Остается повторить вопрос Салтыкова-Щедрина: «Разве где-нибудь написано: вменяется в обязанность быть во что бы то ни стало довольным?»

А если не вменяется, то почему время от времени недовольные отправляются в отдаленные места? Потому, что именем народа говорят люди, считающие лучшим медицинским снадобьем бараний рог и ежовые рукавицы? Или потому, что, говоря словами того же автора «Убежища Монрепо», «Протест не согласуется с нашими традициями»?

2

В этих случаях обычно возражают: мы судим не за убеждения, а за распространение клеветы. Стало быть, за два преступления: за то, что лжешь, клевещешь, и за то, что эту ложь делаешь общим достоянием. Против подсудности таких проступков не решился бы возражать ни один человек, тем более что на нашей памяти немало доказанной клеветы. В этом случае можно было бы ожидать какого-то судебного решения по поводу прозаика Ореста Мальцева и драматурга Мдивани: они рассказывали о связи Тито с фашистами; по поводу профессора Студитского, приобщившего к тем же фашистам ученых-биологов; художников Кукрыниксы, журналистов Грибачева и Кононенко, обливавших грязью группу крупных советских врачей. Но названные лица поют благополучно новые песни, приспособленные к новым временам, народилась смена молодых и ретивых ненавистников, но на скамье подсудимых время от времени оказываются все те же люди, не укладывающиеся в традиции постоянного безудержного ликования[2].

Клеветать – на всех языках и во все времена означало говорить то, чего не было. А в ходе следствия ни один факт не был проверен и опровергнут. Основанием для приобщения нашей информации к разряду клеветнической послужил веский, проверенный временем аргумент: «Этого не может быть, потому что это невозможно».

Я отрицаю, что документы, которые я писал или подписывал, носили клеветнический характер. Я допускаю, что выводы, которые я делал, могут быть кому-то не по вкусу. Кто-то вправе считать, например, что положение татар не столько нормальное явление, но чуть ли не эталон национальной политики. Я считал иначе, и считал так на основании фактов, которыми располагал и которые следствие не дало себе труда опровергнуть.

У меня не было, как мне кажется, никаких мотивов для распространения клеветы. Мне, я думаю, не свойственно общественное честолюбие, но если даже предположить, что я писал из политического тщеславия, то трудно логически увязать открытое, за личной подписью, обращение к общественности с извращением легко проверяемых фактов.

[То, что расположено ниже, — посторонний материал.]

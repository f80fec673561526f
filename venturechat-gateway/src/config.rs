//! Gateway settings.
//!
//! A resolved [`GatewayConfig`] is produced from three layers: flag or
//! environment values win, then whatever a TOML settings file provides,
//! then the compiled defaults. The default file lives at
//! `~/.config/venturechat-gateway/config.toml` and may be empty or
//! absent; a file named explicitly with `--config` must exist.
//!
//! ```toml
//! [server]
//! bind_addr = "0.0.0.0:4000"
//!
//! [limits]
//! max_body_len = 8192
//! ```

use std::io::ErrorKind;
use std::path::{Path, PathBuf};

use clap::Parser;
use serde::Deserialize;

/// Default bind address when nothing else specifies one.
const DEFAULT_BIND_ADDR: &str = "0.0.0.0:4000";

/// Errors raised while assembling the gateway configuration.
#[derive(Debug, thiserror::Error)]
pub enum ConfigError {
    /// The settings file could not be read.
    #[error("failed to read config file {path}: {source}")]
    ReadFile {
        /// Path that was attempted.
        path: PathBuf,
        /// Underlying I/O error.
        source: std::io::Error,
    },

    /// The settings file is not valid TOML.
    #[error("failed to parse config file: {0}")]
    ParseToml(#[from] toml::de::Error),
}

/// Command line for the gateway binary.
#[derive(Parser, Debug, Default)]
#[command(version, about = "VentureChat gateway server")]
pub struct GatewayCliArgs {
    /// Address to bind the gateway to.
    #[arg(short, long, env = "GATEWAY_ADDR")]
    pub bind: Option<String>,

    /// Settings file to use instead of the default location.
    #[arg(short, long)]
    pub config: Option<PathBuf>,

    /// Maximum message body length in bytes.
    #[arg(long)]
    pub max_body_len: Option<usize>,

    /// Log level filter (trace, debug, info, warn, error).
    #[arg(long, default_value = "info", env = "GATEWAY_LOG")]
    pub log_level: String,
}

/// On-disk settings. Every field is optional; absent values fall through
/// to the next layer.
#[derive(Debug, Default, Deserialize)]
#[serde(default, deny_unknown_fields)]
struct FileSettings {
    server: ServerSection,
    limits: LimitsSection,
}

#[derive(Debug, Default, Deserialize)]
#[serde(default, deny_unknown_fields)]
struct ServerSection {
    bind_addr: Option<String>,
}

#[derive(Debug, Default, Deserialize)]
#[serde(default, deny_unknown_fields)]
struct LimitsSection {
    max_body_len: Option<usize>,
}

impl FileSettings {
    /// Folds CLI overrides over the file values, filling the rest with
    /// defaults.
    fn overridden_by(self, cli: &GatewayCliArgs) -> GatewayConfig {
        GatewayConfig {
            bind_addr: cli
                .bind
                .clone()
                .or(self.server.bind_addr)
                .unwrap_or_else(|| DEFAULT_BIND_ADDR.to_string()),
            max_body_len: cli
                .max_body_len
                .or(self.limits.max_body_len)
                .unwrap_or(venturechat_proto::record::MAX_BODY_LEN),
            log_level: cli.log_level.clone(),
        }
    }
}

/// Fully resolved gateway configuration.
#[derive(Debug, Clone)]
pub struct GatewayConfig {
    /// Address the server binds to, e.g. `0.0.0.0:4000`.
    pub bind_addr: String,
    /// Maximum accepted message body length in bytes.
    pub max_body_len: usize,
    /// Log level filter string.
    pub log_level: String,
}

impl Default for GatewayConfig {
    fn default() -> Self {
        FileSettings::default().overridden_by(&GatewayCliArgs {
            log_level: "info".to_string(),
            ..GatewayCliArgs::default()
        })
    }
}

impl GatewayConfig {
    /// Resolves the configuration for the given command line.
    ///
    /// # Errors
    ///
    /// Returns [`ConfigError`] when the settings file cannot be read (an
    /// explicitly named file must exist) or does not parse.
    pub fn load(cli: &GatewayCliArgs) -> Result<Self, ConfigError> {
        let settings = match &cli.config {
            Some(path) => read_settings(path, true)?,
            None => match default_settings_path() {
                Some(path) => read_settings(&path, false)?,
                None => FileSettings::default(),
            },
        };
        Ok(settings.overridden_by(cli))
    }
}

fn default_settings_path() -> Option<PathBuf> {
    dirs::config_dir().map(|d| d.join("venturechat-gateway").join("config.toml"))
}

/// Reads and parses a settings file. With `required` unset, a missing
/// file is the same as an empty one.
fn read_settings(path: &Path, required: bool) -> Result<FileSettings, ConfigError> {
    match std::fs::read_to_string(path) {
        Ok(contents) => Ok(toml::from_str(&contents)?),
        Err(e) if !required && e.kind() == ErrorKind::NotFound => Ok(FileSettings::default()),
        Err(e) => Err(ConfigError::ReadFile {
            path: path.to_path_buf(),
            source: e,
        }),
    }
}
//! Online-presence tracking.
//!
//! The gateway pushes `userOnline` events with an `online` flag; this
//! module folds them into a set of `"{role}_{id}"` keys. Presence is
//! ephemeral server state, so the whole set is dropped on reconnect and
//! rebuilt from the snapshot the gateway replays after `join`.

use std::collections::HashSet;

use parking_lot::Mutex;

use venturechat_proto::event::PresenceNotice;
use venturechat_proto::identity::Identity;

/// Set of currently-online users, shared between tasks.
#[derive(Debug, Default)]
pub struct PresenceTracker {
    online: Mutex<HashSet<String>>,
}

impl PresenceTracker {
    /// Creates an empty tracker.
    #[must_use]
    pub fn new() -> Self {
        Self::default()
    }

    /// Applies a presence change and returns the affected identity.
    pub fn apply(&self, notice: &PresenceNotice) -> Identity {
        let identity = notice.identity();
        let mut online = self.online.lock();
        if notice.online {
            online.insert(identity.presence_key());
        } else {
            online.remove(&identity.presence_key());
        }
        identity
    }

    /// Whether the given user is currently online.
    #[must_use]
    pub fn is_online(&self, identity: Identity) -> bool {
        self.online.lock().contains(&identity.presence_key())
    }

    /// Number of users currently online.
    #[must_use]
    pub fn online_count(&self) -> usize {
        self.online.lock().len()
    }

    /// Drops all presence state. Called on disconnect, since the gateway
    /// replays a fresh snapshot after the next `join`.
    pub fn reset(&self) {
        self.online.lock().clear();
    }
}
// Test-specific lint overrides: integration tests use unwrap/expect freely,
// and some pedantic/nursery lints are not appropriate for test code.
#![allow(
    clippy::unwrap_used,
    clippy::expect_used,
    clippy::doc_markdown,
    clippy::future_not_send,
    clippy::missing_panics_doc,
    clippy::missing_docs_in_private_items
)]

//! History backfill and contact-directory tests against an in-process
//! gateway with pre-seeded conversations.

use std::time::Duration;

use chrono::{TimeZone, Utc};
use tokio::sync::mpsc;

use venturechat::config::SessionConfig;
use venturechat::session::{ChatSession, SessionEvent};
use venturechat_proto::identity::{Identity, Role};
use venturechat_proto::record::MessageRecord;

fn dev(id: i64) -> Identity {
    Identity::new(Role::Developer, id)
}

fn ent(id: i64) -> Identity {
    Identity::new(Role::Entrepreneur, id)
}

fn record(sender: Identity, receiver: Identity, body: &str, sec: u32) -> MessageRecord {
    MessageRecord {
        sender_type: sender.role,
        sender_id: sender.id,
        receiver_type: receiver.role,
        receiver_id: receiver.id,
        message: body.into(),
        timestamp: Utc.with_ymd_and_hms(2024, 3, 1, 9, 0, sec).unwrap(),
        id: None,
        is_read: None,
        temp_id: None,
    }
}

fn test_config(addr: std::net::SocketAddr) -> SessionConfig {
    SessionConfig {
        gateway_url: format!("ws://{addr}/ws"),
        api_base_url: format!("http://{addr}"),
        connect_timeout: Duration::from_secs(5),
        request_timeout: Duration::from_secs(5),
        backoff_initial: Duration::from_millis(100),
        backoff_max: Duration::from_secs(1),
        ..SessionConfig::default()
    }
}

async fn wait_for(
    rx: &mut mpsc::Receiver<SessionEvent>,
    mut pred: impl FnMut(&SessionEvent) -> bool,
) -> SessionEvent {
    tokio::time::timeout(Duration::from_secs(5), async {
        loop {
            let event = rx.recv().await.expect("session event channel closed");
            if pred(&event) {
                return event;
            }
        }
    })
    .await
    .expect("timed out waiting for session event")
}

async fn connect(
    me: Identity,
    addr: std::net::SocketAddr,
) -> (ChatSession, mpsc::Receiver<SessionEvent>) {
    let (session, mut rx) = ChatSession::connect(me, test_config(addr)).unwrap();
    wait_for(&mut rx, |e| matches!(e, SessionEvent::Connected { .. })).await;
    (session, rx)
}

#[tokio::test(flavor = "multi_thread")]
async fn selecting_a_contact_backfills_ordered_history() {
    let (addr, server, state) = venturechat_gateway::gateway::start_server("127.0.0.1:0")
        .await
        .unwrap();

    // Seed an existing conversation plus an unrelated one.
    state.store.append(record(dev(5), ent(9), "pitch?", 10)).await;
    state.store.append(record(ent(9), dev(5), "sure, tomorrow", 20)).await;
    state.store.append(record(dev(6), ent(9), "noise", 15)).await;

    let (mut session, mut rx) = connect(dev(5), addr).await;
    assert_eq!(session.messages(ent(9)).len(), 0);

    session.select_contact(ent(9));
    wait_for(&mut rx, |e| {
        matches!(e, SessionEvent::ConversationUpdated(c) if *c == ent(9))
    })
    .await;

    let messages = session.messages(ent(9));
    let bodies: Vec<_> = messages.iter().map(|m| m.body.as_str()).collect();
    assert_eq!(bodies, ["pitch?", "sure, tomorrow"]);
    assert!(messages[0].outgoing);
    assert!(!messages[1].outgoing);
    assert!(messages.iter().all(|m| m.server_id.is_some()));

    session.shutdown().await;
    server.abort();
}

#[tokio::test(flavor = "multi_thread")]
async fn live_message_is_not_duplicated_by_a_later_backfill() {
    let (addr, server, _state) = venturechat_gateway::gateway::start_server("127.0.0.1:0")
        .await
        .unwrap();

    let (receiver, mut receiver_rx) = connect(dev(5), addr).await;
    let (mut sender, mut sender_rx) = connect(ent(9), addr).await;
    sender.select_contact(dev(5));
    wait_for(&mut sender_rx, |e| {
        matches!(e, SessionEvent::ConversationUpdated(c) if *c == dev(5))
    })
    .await;

    // The message arrives live before the developer ever opens the thread.
    sender.send("are you around?").await.unwrap();
    wait_for(&mut receiver_rx, |e| {
        matches!(e, SessionEvent::ConversationUpdated(c) if *c == ent(9))
    })
    .await;
    assert_eq!(receiver.unread(ent(9)), 1);

    // Opening the thread triggers the backfill, which contains the same
    // record; the merge must not duplicate it.
    let mut receiver = receiver;
    receiver.select_contact(ent(9));
    wait_for(&mut receiver_rx, |e| {
        matches!(e, SessionEvent::ConversationUpdated(c) if *c == ent(9))
    })
    .await;

    let messages = receiver.messages(ent(9));
    assert_eq!(messages.len(), 1);
    assert_eq!(messages[0].body, "are you around?");
    assert_eq!(receiver.unread(ent(9)), 0);

    sender.shutdown().await;
    receiver.shutdown().await;
    server.abort();
}

#[tokio::test(flavor = "multi_thread")]
async fn entrepreneur_sees_named_developer_contacts() {
    let (addr, server, state) = venturechat_gateway::gateway::start_server("127.0.0.1:0")
        .await
        .unwrap();

    state.store.append(record(dev(6), ent(9), "hi", 0)).await;
    state.store.append(record(dev(5), ent(9), "hello", 1)).await;
    state.store.append(record(ent(9), dev(6), "hey", 2)).await;

    let (session, _rx) = connect(ent(9), addr).await;
    let contacts = session.contacts().await.unwrap();

    assert_eq!(contacts.len(), 2);
    assert_eq!(contacts[0].identity, dev(6));
    assert_eq!(contacts[0].display_name.as_deref(), Some("Developer 6"));
    assert_eq!(contacts[1].identity, dev(5));

    session.shutdown().await;
    server.abort();
}

#[tokio::test(flavor = "multi_thread")]
async fn developer_sees_entrepreneur_ids_without_names() {
    let (addr, server, state) = venturechat_gateway::gateway::start_server("127.0.0.1:0")
        .await
        .unwrap();

    state.store.append(record(dev(5), ent(9), "a", 0)).await;
    state.store.append(record(dev(5), ent(12), "b", 1)).await;
    state.store.append(record(ent(9), dev(5), "c", 2)).await;

    let (mut session, mut rx) = connect(dev(5), addr).await;
    let contacts = session.contacts().await.unwrap();

    assert_eq!(contacts.len(), 2);
    assert_eq!(contacts[0].identity, ent(9));
    assert!(contacts[0].display_name.is_none());
    assert_eq!(contacts[1].identity, ent(12));

    // The first directory entry is the conventional default selection.
    let first = session.select_first_contact().await.unwrap().unwrap();
    assert_eq!(first.identity, ent(9));
    assert_eq!(session.active_contact(), Some(ent(9)));
    wait_for(&mut rx, |e| {
        matches!(e, SessionEvent::ConversationUpdated(c) if *c == ent(9))
    })
    .await;
    assert_eq!(session.messages(ent(9)).len(), 2);

    session.shutdown().await;
    server.abort();
}

#[tokio::test(flavor = "multi_thread")]
async fn backfill_finishing_after_a_switch_lands_in_its_own_conversation() {
    let (addr, server, state) = venturechat_gateway::gateway::start_server("127.0.0.1:0")
        .await
        .unwrap();
    state.store.append(record(dev(5), ent(9), "for nine", 0)).await;
    state.store.append(record(dev(5), ent(12), "for twelve", 0)).await;

    let (mut session, mut rx) = connect(dev(5), addr).await;

    // Switch away immediately; the first fetch may well resolve after
    // the second selection.
    session.select_contact(ent(9));
    session.select_contact(ent(12));
    assert_eq!(session.active_contact(), Some(ent(12)));

    let mut seen = std::collections::HashSet::new();
    while seen.len() < 2 {
        if let SessionEvent::ConversationUpdated(c) =
            wait_for(&mut rx, |e| matches!(e, SessionEvent::ConversationUpdated(_))).await
        {
            seen.insert(c);
        }
    }

    // Each backfill ended up in its own thread, and the active one only
    // holds its own messages.
    assert_eq!(session.messages(ent(9)).len(), 1);
    assert_eq!(session.messages(ent(9))[0].body, "for nine");
    assert_eq!(session.messages(ent(12)).len(), 1);
    assert_eq!(session.messages(ent(12))[0].body, "for twelve");

    session.shutdown().await;
    server.abort();
}

#[tokio::test(flavor = "multi_thread")]
async fn failed_backfill_is_retried_on_reselect() {
    let (addr, server, state) = venturechat_gateway::gateway::start_server("127.0.0.1:0")
        .await
        .unwrap();
    state.store.append(record(dev(5), ent(9), "kept", 0)).await;

    // Point the REST side at a dead port while keeping the WebSocket up.
    let mut config = test_config(addr);
    config.api_base_url = "http://127.0.0.1:9".into();
    config.request_timeout = Duration::from_millis(500);
    let (mut session, mut rx) = ChatSession::connect(dev(5), config).unwrap();
    wait_for(&mut rx, |e| matches!(e, SessionEvent::Connected { .. })).await;

    session.select_contact(ent(9));
    wait_for(&mut rx, |e| {
        matches!(e, SessionEvent::HistoryFailed { counterpart } if *counterpart == ent(9))
    })
    .await;
    assert!(session.messages(ent(9)).is_empty());

    // Re-selecting after a failure re-runs the fetch instead of staying
    // stuck in the failed state.
    session.select_contact(ent(9));
    wait_for(&mut rx, |e| {
        matches!(e, SessionEvent::HistoryFailed { counterpart } if *counterpart == ent(9))
    })
    .await;
    session.shutdown().await;

    // A fresh session with a working API base recovers on selection.
    let (mut session, mut rx) = connect(dev(5), addr).await;
    session.select_contact(ent(9));
    wait_for(&mut rx, |e| {
        matches!(e, SessionEvent::ConversationUpdated(c) if *c == ent(9))
    })
    .await;
    assert_eq!(session.messages(ent(9)).len(), 1);

    session.shutdown().await;
    server.abort();
}
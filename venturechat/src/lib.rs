//! `VentureChat` client core.
//!
//! Everything a frontend needs to drive a marketplace chat: conversation
//! state keyed by counterpart, presence and typing tracking, optimistic
//! sends reconciled against gateway delivery acks, and REST backfill of
//! history and contacts. The [`session::ChatSession`] coordinator ties the
//! pieces together over channels; the modules below it are independently
//! testable.

pub mod api;
pub mod config;
pub mod convo;
pub mod presence;
pub mod session;
pub mod transport;
pub mod typing;
//! REST backfill client.
//!
//! The realtime gateway only pushes what happens while you are connected;
//! message history and the contact directory come from REST endpoints.
//! [`ApiClient`] wraps a `reqwest` client with the base URL, bearer token,
//! and request timeout from [`SessionConfig`](crate::config::SessionConfig).

pub mod contacts;
pub mod history;

use std::time::Duration;

/// Errors from the REST backfill endpoints.
#[derive(Debug, thiserror::Error)]
pub enum FetchError {
    /// The server answered with a non-success status.
    #[error("request failed with status {0}")]
    Status(u16),

    /// The request never completed (connect, timeout, DNS).
    #[error("network error: {0}")]
    Network(#[from] reqwest::Error),

    /// The response body did not match the expected shape.
    #[error("malformed response: {0}")]
    Decode(#[source] serde_json::Error),
}

/// HTTP client for the backfill endpoints.
#[derive(Debug, Clone)]
pub struct ApiClient {
    http: reqwest::Client,
    base_url: String,
    auth_token: Option<String>,
}

impl ApiClient {
    /// Builds a client against the given base URL.
    ///
    /// # Errors
    ///
    /// Returns [`FetchError::Network`] if the underlying HTTP client
    /// cannot be constructed.
    pub fn new(
        base_url: impl Into<String>,
        auth_token: Option<String>,
        request_timeout: Duration,
    ) -> Result<Self, FetchError> {
        let http = reqwest::Client::builder()
            .timeout(request_timeout)
            .build()?;
        let mut base_url = base_url.into();
        while base_url.ends_with('/') {
            base_url.pop();
        }
        Ok(Self {
            http,
            base_url,
            auth_token,
        })
    }

    /// Issues a GET and decodes the JSON body, mapping HTTP failures to
    /// [`FetchError::Status`].
    async fn get_json<T: serde::de::DeserializeOwned>(&self, path: &str) -> Result<T, FetchError> {
        let url = format!("{}{path}", self.base_url);
        let mut request = self.http.get(&url);
        if let Some(token) = &self.auth_token {
            request = request.bearer_auth(token);
        }
        let response = request.send().await?;
        let status = response.status();
        if !status.is_success() {
            return Err(FetchError::Status(status.as_u16()));
        }
        let body = response.bytes().await?;
        serde_json::from_slice(&body).map_err(FetchError::Decode)
    }
}
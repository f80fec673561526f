//! Session configuration.
//!
//! Layered with the following priority (highest first):
//! 1. Values set programmatically by the embedding application
//! 2. TOML config file (`~/.config/venturechat/config.toml`)
//! 3. Compiled defaults
//!
//! A missing config file is not an error (defaults apply). An explicit
//! path that cannot be read is.

use std::path::{Path, PathBuf};
use std::time::Duration;

/// Errors that can occur when loading configuration.
#[derive(Debug, thiserror::Error)]
pub enum ConfigError {
    /// Failed to read the configuration file.
    #[error("failed to read config file {path}: {source}")]
    ReadFile {
        /// Path that was attempted.
        path: PathBuf,
        /// Underlying I/O error.
        source: std::io::Error,
    },

    /// Failed to parse the TOML configuration.
    #[error("failed to parse config file: {0}")]
    ParseToml(#[from] toml::de::Error),
}

// ---------------------------------------------------------------------------
// TOML file structs (all fields Option for partial overrides)
// ---------------------------------------------------------------------------

/// Top-level TOML config file structure.
#[derive(Debug, Default, serde::Deserialize)]
#[serde(default)]
struct ConfigFile {
    gateway: GatewayFileConfig,
    api: ApiFileConfig,
    timing: TimingFileConfig,
}

/// `[gateway]` section of the config file.
#[derive(Debug, Default, serde::Deserialize)]
#[serde(default)]
struct GatewayFileConfig {
    url: Option<String>,
    auth_token: Option<String>,
    connect_timeout_secs: Option<u64>,
    channel_capacity: Option<usize>,
}

/// `[api]` section of the config file.
#[derive(Debug, Default, serde::Deserialize)]
#[serde(default)]
struct ApiFileConfig {
    base_url: Option<String>,
    request_timeout_secs: Option<u64>,
}

/// `[timing]` section of the config file.
#[derive(Debug, Default, serde::Deserialize)]
#[serde(default)]
struct TimingFileConfig {
    typing_quiet_period_ms: Option<u64>,
    ack_timeout_secs: Option<u64>,
    backoff_initial_ms: Option<u64>,
    backoff_max_secs: Option<u64>,
}

// ---------------------------------------------------------------------------
// Resolved configuration (concrete types, all fields populated)
// ---------------------------------------------------------------------------

/// Fully resolved session configuration.
#[derive(Debug, Clone)]
pub struct SessionConfig {
    /// Gateway WebSocket URL.
    pub gateway_url: String,
    /// REST API base URL for history and contact backfill.
    pub api_base_url: String,
    /// Bearer token presented on the WebSocket handshake and REST calls.
    pub auth_token: Option<String>,
    /// Timeout for the WebSocket connect handshake.
    pub connect_timeout: Duration,
    /// Timeout for REST requests.
    pub request_timeout: Duration,
    /// Capacity of the command/event mpsc channels.
    pub channel_capacity: usize,
    /// Quiet period after the last keystroke before `isTyping: false`.
    pub typing_quiet_period: Duration,
    /// How long a pending send waits for its ack before failing.
    pub ack_timeout: Duration,
    /// First reconnect backoff delay.
    pub backoff_initial: Duration,
    /// Reconnect backoff cap.
    pub backoff_max: Duration,
}

impl Default for SessionConfig {
    fn default() -> Self {
        Self {
            gateway_url: "ws://127.0.0.1:4000/ws".to_string(),
            api_base_url: "http://127.0.0.1:4000".to_string(),
            auth_token: None,
            connect_timeout: Duration::from_secs(10),
            request_timeout: Duration::from_secs(10),
            channel_capacity: 256,
            typing_quiet_period: Duration::from_millis(2000),
            ack_timeout: Duration::from_secs(10),
            backoff_initial: Duration::from_millis(500),
            backoff_max: Duration::from_secs(30),
        }
    }
}

impl SessionConfig {
    /// Loads configuration from the default file location, falling back to
    /// compiled defaults when no file exists.
    ///
    /// # Errors
    ///
    /// Returns [`ConfigError`] if an existing file cannot be read or parsed.
    pub fn load() -> Result<Self, ConfigError> {
        match default_config_path() {
            Some(path) if path.exists() => Self::load_from(&path),
            _ => Ok(Self::default()),
        }
    }

    /// Loads configuration from an explicit file path.
    ///
    /// # Errors
    ///
    /// Returns [`ConfigError`] if the file cannot be read or parsed.
    pub fn load_from(path: &Path) -> Result<Self, ConfigError> {
        let raw = std::fs::read_to_string(path).map_err(|source| ConfigError::ReadFile {
            path: path.to_path_buf(),
            source,
        })?;
        let file: ConfigFile = toml::from_str(&raw)?;
        Ok(Self::resolve(&file))
    }

    /// Resolves a config from a parsed file. Priority: file > default.
    /// Separated from the loaders to enable unit testing without I/O.
    fn resolve(file: &ConfigFile) -> Self {
        let defaults = Self::default();

        Self {
            gateway_url: file
                .gateway
                .url
                .clone()
                .unwrap_or(defaults.gateway_url),
            api_base_url: file
                .api
                .base_url
                .clone()
                .unwrap_or(defaults.api_base_url),
            auth_token: file.gateway.auth_token.clone(),
            connect_timeout: file
                .gateway
                .connect_timeout_secs
                .map_or(defaults.connect_timeout, Duration::from_secs),
            request_timeout: file
                .api
                .request_timeout_secs
                .map_or(defaults.request_timeout, Duration::from_secs),
            channel_capacity: file
                .gateway
                .channel_capacity
                .unwrap_or(defaults.channel_capacity),
            typing_quiet_period: file
                .timing
                .typing_quiet_period_ms
                .map_or(defaults.typing_quiet_period, Duration::from_millis),
            ack_timeout: file
                .timing
                .ack_timeout_secs
                .map_or(defaults.ack_timeout, Duration::from_secs),
            backoff_initial: file
                .timing
                .backoff_initial_ms
                .map_or(defaults.backoff_initial, Duration::from_millis),
            backoff_max: file
                .timing
                .backoff_max_secs
                .map_or(defaults.backoff_max, Duration::from_secs),
        }
    }
}

/// Default config file path: `~/.config/venturechat/config.toml`.
fn default_config_path() -> Option<PathBuf> {
    dirs::config_dir().map(|dir| dir.join("venturechat").join("config.toml"))
}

Писать для того, чтобы себя компрометировать, и при этом идти на многие жизненные неудобства – от потери работы до потери свободы – такое встречается, наверное, только в практике психиатров, а я, как видно из материалов дела, не входил в их клиентуру.

Что касается распространения, то тут я должен сказать следующее: убеждения, на мой взгляд, не только мысли, в которых человек убежден, но и мысли, в которых он убеждает. Доверительным шепотом, под сурдинку, сообщаются воровские замыслы или сплетни, но уж никак не открытые взгляды. И если речь шла только о том, давал ли я читать то, что писал и подписывал, то следствие могло и не утруждать себя: открыто подписанное обращение к общественности предполагает, что будет сделано все возможное, чтобы этот документ дошел до адресата.

Я считал и считаю, что писал правду, хотя и не исключаю возможности какой-нибудь частной оговорки. Больше того, я считаю, что документы, которые здесь называются «клеветническими», охватывают далеко не все претензии, которые могут быть у моих сограждан и у меня; чувство реальности удерживало меня от того, чтобы затрагивать вопросы, не поддающиеся простому решению или выходящие за пределы моей компетентности. Факты, которые я считал нужным довести до сведения моих соотечественников, казались мне вопиющими, и умолчание в некоторых случаях было для меня равносильно соучастию.